When she and Professor Flitwick left the infirmary they found Harry Potter sitting cross-legged outside the door, quietly reading a psychology textbook.
"I'll take her from here," said the Boy-Who-Lived. "Professor McGonagall said it would be all right."
Professor Flitwick seemed to accept this, and departed after a stern look at both of them. She couldn't imagine what the stern look was supposed to say, unless it was don't try to kill any more students.
The footsteps of Professor Flitwick faded, and the two of them stood alone outside the doors of the infirmary.
She looked at the green eyes of the Boy-Who-Lived, the mess of hair that didn't quite obscure the scar on his forehead; she looked upon the face of the boy who'd given all his money to save her without a second thought. There were feelings inside her - guilt, shame, embarrassment, other things as well - but no words. There was nothing she knew how to say.
"So," Harry said abruptly, "I did a quick skim through my psychology books to see what they said about post-traumatic stress disorder. The old books said you should talk about the experience immediately afterward with a counselor. The newer research says that when they actually ran experiments, it turned out that talking about it immediately afterward made it worse. Apparently what you really ought to do is run with your mind's natural impulse to repress the memories and just not think about it for a while."
It was so normal for the way she and Harry usually talked that she felt a sudden burning in her throat.
We don't have to talk about it. That was what Harry had just said, more or less. It felt like cheating, maybe even like a lie. Nothing was normal. Everything wrong was still horribly wrong, everything left unsaid still needed to be said...
"Okay," said Hermione, because there wasn't anything else to say, anything else at all.
"I'm sorry I wasn't waiting when you woke up," Harry said, as they started to walk. "Madam Pomfrey wouldn't let me in, so I just stayed out here." He gave a small, sad-looking shrug. "I suppose I should be out there trying to run damage control on public relations, but... honestly I've never been good at that, I just end up speaking sharply at people."
"How bad is it?" She thought her voice should have come out in a whisper, a croak, but it didn't.
"Well -" Harry said with obvious hesitation. "The thing you've got to understand, Hermione, is that you had a lot of defenders at breakfast-time today, but everyone on your side was... making stuff up. Draco tried to kill you first, things like that. It was Granger versus Malfoy, that's how people saw it, like a seesaw where pushing his side down meant pushing your side up. I told them you were probably both innocent, that you'd both been Memory-Charmed. They didn't listen, both sides treated me like a traitor trying to play the middle. And then people heard that Draco had testified under Veritaserum that he'd been trying to help you before the battle - stop making that expression, Hermione, you didn't actually do anything to him. Anyway, all people understood was that the pro-Malfoy faction had been right and the pro-Granger faction had been wrong." Harry gave a small sigh. "I told them that when the truth came out later they'd be embarrassed..."

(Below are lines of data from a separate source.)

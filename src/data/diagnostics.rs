//! Document diagnostics for verifying a data source before publishing.

use futures::future::join_all;
use serde::Serialize;
use serde_json::Value;
use tracing::debug;

use super::error::FetchError;
use super::fetcher::Fetcher;
use super::types::{
    NewsItem, Profile, PublicationSet, ResearchSummary, SponsorSet, Teaching, TeachingList,
    TeamRoster,
};
use crate::TARGET_WEB_REQUEST;

/// Outcome of checking one document.
#[derive(Debug, Clone, Copy, PartialEq, Eq, Serialize)]
pub enum DocumentStatus {
    Ok,
    Unreachable,
    HttpError,
    InvalidJson,
    UnexpectedShape,
    Unknown,
}

/// Detailed results for one document.
#[derive(Debug, Clone, Serialize)]
pub struct DocumentReport {
    pub file: String,
    pub location: String,
    pub status: DocumentStatus,
    /// "legacy" or "current" for documents with two shapes, "object" or
    /// "array" otherwise.
    pub shape: Option<&'static str>,
    pub entries: Option<usize>,
    pub errors: Vec<String>,
}

/// Fetch and decode one document, recording how far it got.
pub async fn check_document(fetcher: &Fetcher, file: &str) -> DocumentReport {
    let mut report = DocumentReport {
        file: file.to_string(),
        location: fetcher.source().location(file),
        status: DocumentStatus::Ok,
        shape: None,
        entries: None,
        errors: Vec::new(),
    };

    let value = match fetcher.fetch_json(file).await {
        Ok(value) => value,
        Err(err) => {
            report.status = match &err {
                FetchError::Status { .. } => DocumentStatus::HttpError,
                FetchError::Malformed { .. } => DocumentStatus::InvalidJson,
                _ => DocumentStatus::Unreachable,
            };
            report.errors.push(err.to_string());
            return report;
        }
    };

    debug!(target: TARGET_WEB_REQUEST, "Checking shape of {}", report.location);
    match inspect(file, value) {
        Ok(Some((shape, entries))) => {
            report.shape = Some(shape);
            report.entries = Some(entries);
        }
        Ok(None) => {
            report.status = DocumentStatus::Unknown;
            report
                .errors
                .push(format!("{} is not a document the homepage reads", file));
        }
        Err(err) => {
            report.status = DocumentStatus::UnexpectedShape;
            report.errors.push(err.to_string());
        }
    }

    report
}

/// Check several documents concurrently, reporting in the given order.
pub async fn check_documents(fetcher: &Fetcher, files: &[&str]) -> Vec<DocumentReport> {
    join_all(files.iter().map(|file| check_document(fetcher, file))).await
}

fn shape_of(value: &Value) -> &'static str {
    if value.is_array() {
        "legacy"
    } else {
        "current"
    }
}

/// Decode a document into its type and count its entries.
fn inspect(file: &str, value: Value) -> Result<Option<(&'static str, usize)>, serde_json::Error> {
    let result = match file {
        "profile.json" => {
            let profile: Profile = serde_json::from_value(value)?;
            ("object", profile.links.len())
        }
        "research.json" => {
            let _: ResearchSummary = serde_json::from_value(value)?;
            ("object", 1)
        }
        "news.json" => {
            let news: Vec<NewsItem> = serde_json::from_value(value)?;
            ("array", news.len())
        }
        "publications.json" => {
            let shape = shape_of(&value);
            let set: PublicationSet = serde_json::from_value(value)?;
            (shape, set.normalize().items.len())
        }
        "team.json" => {
            let roster: TeamRoster = serde_json::from_value(value)?;
            ("object", roster.member_count())
        }
        "teaching.json" => {
            // The bare array is the current shape here; the object is legacy.
            let shape = if value.is_array() { "current" } else { "legacy" };
            let list: TeachingList = serde_json::from_value(value)?;
            let entries = match list.normalize() {
                Teaching::Instructor(courses) | Teaching::Legacy(courses) => courses.len(),
            };
            (shape, entries)
        }
        "sponsors.json" => {
            let shape = shape_of(&value);
            let set: SponsorSet = serde_json::from_value(value)?;
            (shape, set.normalize().items.len())
        }
        _ => return Ok(None),
    };
    Ok(Some(result))
}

"How bad is it?" she said again. This time her voice did come out weaker.
"Remember Asch's conformity experiment?" Harry said, turning his head to give her a serious look.
Her mind was slow to remember for a few seconds, which frightened her, but then the reference came back. In 1951, Solomon Asch had taken some experimental subjects, and each one had been put among a row of other people who looked like them, seeming like other experimental subjects, but actually confederates of the experimenter. They'd shown a reference line on a screen, labeled X, next to three other lines, labeled A, B, and C. The experimenter had asked which line X was the same length as. The correct answer had obviously been C. The other 'subjects', the confederates, had one after another said that X was the same length as B. The real subject had been put second-to-last in the order, so as not to arouse suspicion by being last. The test had been to see whether the real subject would 'conform' to the standard wrong answer of B, or voice the obviously correct answer of C.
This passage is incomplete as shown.